In a group 44 patients with HF, six groups of biomarkers were measured, both at baseline and 1 year after CRT implantation: Inflammation (interleukin [IL]-4, IL-6, tumor necrosis factor [TNF]-α, high sensitive C-reactive protein [hsCRP]); oxidative stress (myeloperoxidase, oxidized low-density lipoprotein [oxLDL], uric acid); extracellular matrix (ECM) remodeling (matrix metalloproteinase [MMP]-2 and -9, galectin-3, procollagen III N-terminal propeptide [prokol-3NT]); neurohormonal pathways (endothelin-1, chromogranin-A); myocyte injury (troponin T, creatine kinase MB fraction [CK-MB]), myocyte stress (B-type natriuretic peptide [BNP]). CRT responders were defined as patients with ≥ 15% reduction in left ventricular end-systolic volume at 12 months post-CRT.

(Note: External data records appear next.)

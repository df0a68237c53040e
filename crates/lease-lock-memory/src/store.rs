//! In-process lease store.

use std::collections::HashMap;
use std::sync::{Mutex, MutexGuard, PoisonError};
use std::time::Duration;

use lease_lock_core::store::{GuardedOp, GuardedReply, LeaseStore, StoreResult};
use lease_lock_core::ttl::LeaseTtl;
use tokio::time::Instant;
use tracing::trace;

/// Map size below which inserts never sweep.
const MIN_SWEEP_LEN: usize = 1024;

/// Minimum time between two sweeps.
const SWEEP_INTERVAL: Duration = Duration::from_secs(1);

struct Entry {
    value: String,
    /// `None` for keys stored without expiry.
    expires_at: Option<Instant>,
}

impl Entry {
    fn is_live(&self, now: Instant) -> bool {
        self.expires_at.is_none_or(|at| at > now)
    }
}

#[derive(Default)]
struct Table {
    entries: HashMap<String, Entry>,
    /// Earliest time the next sweep may run; `None` before the first one.
    next_sweep: Option<Instant>,
}

impl Table {
    /// Looks up `key`, evicting it first if it has expired.
    fn live_entry(&mut self, key: &str, now: Instant) -> Option<&mut Entry> {
        if self.entries.get(key).is_some_and(|e| !e.is_live(now)) {
            trace!(key, "evicting expired lease");
            self.entries.remove(key);
        }
        self.entries.get_mut(key)
    }

    /// Drops every expired key, at most once per [`SWEEP_INTERVAL`] and only
    /// once the map holds [`MIN_SWEEP_LEN`] keys.
    fn sweep(&mut self, now: Instant) {
        if self.entries.len() < MIN_SWEEP_LEN || self.next_sweep.is_some_and(|at| now < at) {
            return;
        }
        let before = self.entries.len();
        self.entries.retain(|_, e| e.is_live(now));
        self.next_sweep = Some(now + SWEEP_INTERVAL);
        trace!(
            evicted = before - self.entries.len(),
            remaining = self.entries.len(),
            "swept expired leases"
        );
    }
}

/// Lease store backed by a mutex-guarded map.
///
/// Every operation runs under one lock, which is what makes the guarded
/// operations atomic. Expired keys are dropped when touched, and inserts
/// into a large map periodically sweep out the ones nobody touches. Expiry
/// uses `tokio::time`, so paused-clock tests can advance it.
///
/// Only coordinates tasks within one process; share it behind the
/// [`LeaseLocker`](lease_lock_core::lease::LeaseLocker), which already holds
/// it in an `Arc`.
#[derive(Default)]
pub struct MemoryLeaseStore {
    table: Mutex<Table>,
}

impl MemoryLeaseStore {
    pub fn new() -> Self {
        Self::default()
    }

    /// Number of unexpired keys.
    pub fn len(&self) -> usize {
        let now = Instant::now();
        self.table().entries.values().filter(|e| e.is_live(now)).count()
    }

    pub fn is_empty(&self) -> bool {
        self.len() == 0
    }

    /// Whether `key` is currently held by anyone.
    pub fn contains_key(&self, key: &str) -> bool {
        self.table().live_entry(key, Instant::now()).is_some()
    }

    fn table(&self) -> MutexGuard<'_, Table> {
        // No operation can panic halfway through a mutation.
        self.table.lock().unwrap_or_else(PoisonError::into_inner)
    }
}

impl LeaseStore for MemoryLeaseStore {
    fn backend(&self) -> &'static str {
        "memory"
    }

    async fn set_if_absent(
        &self,
        key: &str,
        value: &str,
        ttl: Option<Duration>,
    ) -> StoreResult<bool> {
        let now = Instant::now();
        let mut table = self.table();
        if table.live_entry(key, now).is_some() {
            return Ok(false);
        }

        table.sweep(now);
        table.entries.insert(
            key.to_string(),
            Entry {
                value: value.to_string(),
                expires_at: ttl.and_then(|ttl| now.checked_add(ttl)),
            },
        );
        Ok(true)
    }

    async fn compare_and_mutate(
        &self,
        key: &str,
        expected: &str,
        op: GuardedOp,
    ) -> StoreResult<GuardedReply> {
        let now = Instant::now();
        let mut table = self.table();
        let Some(entry) = table.live_entry(key, now).filter(|e| e.value == expected) else {
            return Ok(GuardedReply::NotOwner);
        };

        let reply = match op {
            GuardedOp::Delete => {
                table.entries.remove(key);
                GuardedReply::Deleted
            }
            GuardedOp::Expire(ttl) => {
                entry.expires_at = now.checked_add(ttl);
                GuardedReply::ExpirySet
            }
            GuardedOp::RemainingTtl => GuardedReply::Ttl(match entry.expires_at {
                Some(at) => LeaseTtl::Remaining(at.saturating_duration_since(now)),
                None => LeaseTtl::Persistent,
            }),
        };
        Ok(reply)
    }
}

At 1-year follow-up, 72.7% (n = 32) of the patients were categorized as CRT responders. In these patients, the levels of IL-6, MPO, oxLDL, MMP-2, galectin-3, troponin T, and BNP were significantly reduced as compared to baseline values. While the biomarkers for myocyte stress (effect size = 0.357; p = 0.001), ECM remodeling (effect size = 0.343; p = 0.015) and oxidative stress (effect size = 0.247; p = 0.039) showed a significant change in the CRT responders during follow-up, the biomarkers for other pathophysiological pathways did not show a significant alteration.
In the present study, a significant reduction was only observed in the biomarkers of myocardial stress, ECM remodeling, and oxidative stress among all the CRT responder subjects.